PPO

A preferred provider organization (PPO) is a specific type of health insurance dictated by a flexible network of medical providers for a participant. Employees and individuals looking into PPO as a form of managed care need to understand this form of insurance from the perspectives of doctors, insurers and consumers. Healthcare in the United States is becoming more and more costly and health insurance is very necessary for every United States citizen.


1. Widening the Medical Network with a PPO

The essence of the trend toward PPOs instead of health management organizations (HMO) is a concern over the flexibility of health care. Workers who switched jobs, moved across country and dealt with alternating economic statuses were unable to maintain steady coverage from the same insurer. PPO insurers have countered the inflexibility of a traditional HMO by negotiating discounted billing rates with hospitals, clinics and health care providers in all 50 states. The result of these negotiations has been a wide network of providers available to a PPO holder who is traveling or moving frequently for work.

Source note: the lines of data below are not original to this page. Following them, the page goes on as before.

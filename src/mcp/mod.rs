//! MCP protocol front end.
//!
//! Exposes the capability table over newline-delimited JSON-RPC on stdio:
//! `tools/list` for discovery, `tools/call` for invocation, plus a
//! `tools/reload` extension that re-runs registration with upsert semantics.

pub mod protocol;
mod server;

pub use server::McpServer;
//! End-to-end registration and dispatch over the library surface:
//! registry file -> register_all -> discovery -> invocation.

use std::path::PathBuf;
use std::sync::Arc;

use pretty_assertions::assert_eq;
use serde_json::json;
use tempfile::TempDir;

use toolforge::tools::forge::Forge;
use toolforge::tools::{Invoker, ToolRegistry, load_descriptors, register_all};

const ADD: &str = r#"(module
  (func (export "add") (param $a i64) (param $b i64) (result i64)
    local.get $a
    local.get $b
    i64.add))"#;

const HELPER_V1: &str = r#"(module
  (func (export "helper") (result i64) i64.const 40))"#;

const HELPER_V2: &str = r#"(module
  (func (export "helper") (result i64) i64.const 100))"#;

const TOOL2: &str = r#"(module
  (import "env" "helper" (func $helper (result i64)))
  (func (export "tool2") (result i64)
    call $helper
    i64.const 2
    i64.add))"#;

fn write_registry(entries: &serde_json::Value) -> (TempDir, PathBuf) {
    let dir = TempDir::new().unwrap();
    let path = dir.path().join("registry.json");
    std::fs::write(&path, serde_json::to_vec_pretty(entries).unwrap()).unwrap();
    (dir, path)
}

fn args(value: serde_json::Value) -> serde_json::Map<String, serde_json::Value> {
    value.as_object().unwrap().clone()
}

#[tokio::test(flavor = "multi_thread")]
async fn registry_file_to_live_tool() {
    let (_dir, path) = write_registry(&json!([
        {
            "name": "add",
            "description": "Add two integers",
            // fenced the way generated snippets arrive
            "script_content": format!("```wat\n{ADD}\n```"),
        }
    ]));

    let descriptors = load_descriptors(&path).await.unwrap();
    let forge = Arc::new(Forge::for_testing());
    let registry = ToolRegistry::new();

    let report = register_all(&forge, &registry, &descriptors).await;
    assert_eq!(report.registered, ["add"]);

    let listed = registry.list().await;
    assert_eq!(listed.len(), 1);
    assert_eq!(listed[0].description, "Add two integers");
    let names: Vec<&str> = listed[0]
        .signature
        .params
        .iter()
        .map(|p| p.name.as_str())
        .collect();
    assert_eq!(names, ["a", "b"]);

    let tool = registry.get("add").await.unwrap();
    let invoker = Invoker::new(forge);
    let result = invoker
        .invoke(&tool, &args(json!({"a": 2, "b": 3})))
        .await
        .unwrap();
    assert_eq!(result, json!(5));
}

#[tokio::test(flavor = "multi_thread")]
async fn malformed_descriptor_yields_empty_tool_set() {
    let (_dir, path) = write_registry(&json!([
        {
            "name": "bad",
            "description": "never materializes",
            "script_content": "def bad(: syntax error",
        }
    ]));

    let descriptors = load_descriptors(&path).await.unwrap();
    let forge = Arc::new(Forge::for_testing());
    let registry = ToolRegistry::new();

    let report = register_all(&forge, &registry, &descriptors).await;
    assert_eq!(report.registered_count(), 0);
    assert_eq!(report.failed_count(), 1);
    assert!(registry.list().await.is_empty());
}

#[tokio::test(flavor = "multi_thread")]
async fn shared_namespace_with_collision_overwrite() {
    // helper is defined, redefined, and then used by tool2: the later
    // definition must win, and tool2 must see it.
    let (_dir, path) = write_registry(&json!([
        { "name": "helper", "description": "", "script_content": HELPER_V1 },
        { "name": "helper", "description": "", "script_content": HELPER_V2 },
        { "name": "tool2", "description": "", "script_content": TOOL2 },
    ]));

    let descriptors = load_descriptors(&path).await.unwrap();
    let forge = Arc::new(Forge::for_testing());
    let registry = ToolRegistry::new();

    let report = register_all(&forge, &registry, &descriptors).await;
    assert!(report.all_succeeded());
    // Two names: the duplicate helper upserted over itself.
    assert_eq!(registry.len().await, 2);

    let invoker = Invoker::new(forge);
    let tool2 = registry.get("tool2").await.unwrap();
    let result = invoker.invoke(&tool2, &args(json!({}))).await.unwrap();
    assert_eq!(result, json!(102));
}

#[tokio::test(flavor = "multi_thread")]
async fn reregistration_is_idempotent() {
    let (_dir, path) = write_registry(&json!([
        { "name": "add", "description": "adds", "script_content": ADD },
    ]));

    let descriptors = load_descriptors(&path).await.unwrap();
    let forge = Arc::new(Forge::for_testing());
    let registry = ToolRegistry::new();

    register_all(&forge, &registry, &descriptors).await;
    let first = registry.list().await;
    register_all(&forge, &registry, &descriptors).await;
    let second = registry.list().await;

    assert_eq!(registry.len().await, 1);
    assert_eq!(
        serde_json::to_value(&first).unwrap(),
        serde_json::to_value(&second).unwrap()
    );

    // The replaced entry still dispatches.
    let invoker = Invoker::new(forge);
    let tool = registry.get("add").await.unwrap();
    let result = invoker
        .invoke(&tool, &args(json!({"a": 40, "b": 2})))
        .await
        .unwrap();
    assert_eq!(result, json!(42));
}

#[tokio::test(flavor = "multi_thread")]
async fn batch_survives_mixed_outcomes() {
    let (_dir, path) = write_registry(&json!([
        { "name": "bad", "description": "", "script_content": "(module (func" },
        { "name": "add", "description": "", "script_content": ADD },
        { "name": "ghost", "description": "", "script_content": "(module)" },
    ]));

    let descriptors = load_descriptors(&path).await.unwrap();
    let forge = Arc::new(Forge::for_testing());
    let registry = ToolRegistry::new();

    let report = register_all(&forge, &registry, &descriptors).await;

    assert_eq!(report.registered, ["add"]);
    assert_eq!(report.failed_count(), 2);
    let listed = registry.list().await;
    assert_eq!(listed.len(), 1);
    assert_eq!(listed[0].name, "add");
}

PPO networks can take a variety of shapes depending on the unique health care environment of a particular region. Insured professionals in the Northeast and Southwest can use the flexible resources of a PPO insurer to take advantage of neighborhood clinics instead of massive emergency rooms for preventive care. Individuals in rural areas can access health care through a small doctor's office that is part of a preferred provider organization.
The majority of services provided through a PPO come from the largest health care providers in the United States. Massive health care organizations work with insurers to develop extensive fee schedules to ensure that individuals within a prescribed network are receiving the right benefits. An insurer with a nationwide reach provides access through a PPO to thousands of hospitals for busy professionals on the move.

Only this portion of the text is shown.